Source records:
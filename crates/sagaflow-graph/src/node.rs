use std::fmt;

use serde::{Deserialize, Serialize};

/// The element kind a node was tagged with.
#[derive(Debug, Clone, Copy, PartialEq, Eq, Hash, Serialize, Deserialize)]
#[serde(rename_all = "camelCase")]
pub enum ElementKind {
  StartEvent,
  EndEvent,
  Task,
  ServiceTask,
  ExclusiveGateway,
}

impl ElementKind {
  /// All node kinds, in registry order.
  pub const ALL: [ElementKind; 5] = [
    ElementKind::StartEvent,
    ElementKind::EndEvent,
    ElementKind::Task,
    ElementKind::ServiceTask,
    ElementKind::ExclusiveGateway,
  ];

  /// The BPMN element name for this kind.
  pub fn as_str(&self) -> &'static str {
    match self {
      ElementKind::StartEvent => "startEvent",
      ElementKind::EndEvent => "endEvent",
      ElementKind::Task => "task",
      ElementKind::ServiceTask => "serviceTask",
      ElementKind::ExclusiveGateway => "exclusiveGateway",
    }
  }
}

impl fmt::Display for ElementKind {
  fn fmt(&self, f: &mut fmt::Formatter<'_>) -> fmt::Result {
    f.write_str(self.as_str())
  }
}

/// Kind-specific data of a resolved node.
///
/// Only events carry a message-trigger flag, and only gateways and tasks
/// carry a default target.
#[derive(Debug, Clone, PartialEq, Serialize, Deserialize)]
pub enum NodeKind {
  StartEvent {
    message: bool,
  },
  EndEvent {
    message: bool,
  },
  Task {
    /// Target taken when the invocation fails.
    error_route: Option<String>,
  },
  ServiceTask {
    /// Target taken when the script fails.
    error_route: Option<String>,
  },
  ExclusiveGateway {
    /// Target taken when the condition is false.
    otherwise: Option<String>,
  },
}

impl NodeKind {
  pub fn element_kind(&self) -> ElementKind {
    match self {
      NodeKind::StartEvent { .. } => ElementKind::StartEvent,
      NodeKind::EndEvent { .. } => ElementKind::EndEvent,
      NodeKind::Task { .. } => ElementKind::Task,
      NodeKind::ServiceTask { .. } => ElementKind::ServiceTask,
      NodeKind::ExclusiveGateway { .. } => ElementKind::ExclusiveGateway,
    }
  }
}

/// A resolved node in a process graph.
#[derive(Debug, Clone, PartialEq, Serialize, Deserialize)]
pub struct Node {
  pub id: String,
  pub name: Option<String>,
  pub kind: NodeKind,
  /// Resolved expression text, if any source provided one.
  pub expression: Option<String>,
  /// Ordinary targets in recorded order. Never contains the default target.
  pub outgoing: Vec<String>,
}

impl Node {
  pub fn element_kind(&self) -> ElementKind {
    self.kind.element_kind()
  }

  /// The default target: the gateway's otherwise branch or the task's error route.
  pub fn default_target(&self) -> Option<&str> {
    match &self.kind {
      NodeKind::Task { error_route } | NodeKind::ServiceTask { error_route } => {
        error_route.as_deref()
      }
      NodeKind::ExclusiveGateway { otherwise } => otherwise.as_deref(),
      NodeKind::StartEvent { .. } | NodeKind::EndEvent { .. } => None,
    }
  }

  /// Whether this is a message-triggered start or end event.
  pub fn is_message_event(&self) -> bool {
    matches!(
      self.kind,
      NodeKind::StartEvent { message: true } | NodeKind::EndEvent { message: true }
    )
  }

  /// Whether this is a start or end event without a message trigger.
  ///
  /// These are the only nodes that need no expression.
  pub fn is_plain_event(&self) -> bool {
    matches!(
      self.kind,
      NodeKind::StartEvent { message: false } | NodeKind::EndEvent { message: false }
    )
  }

  /// Resolved expression text, treating blank text as absent.
  pub fn expression(&self) -> Option<&str> {
    self
      .expression
      .as_deref()
      .map(str::trim)
      .filter(|text| !text.is_empty())
  }

  /// Key under which this node's result or error is stored in the context.
  pub fn context_key(&self) -> &str {
    self.name.as_deref().unwrap_or(&self.id)
  }
}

Work item: From the listing, copy each line containing the word "serde".

Solution:
use serde::{Deserialize, Serialize};
#[serde(rename_all = "camelCase")]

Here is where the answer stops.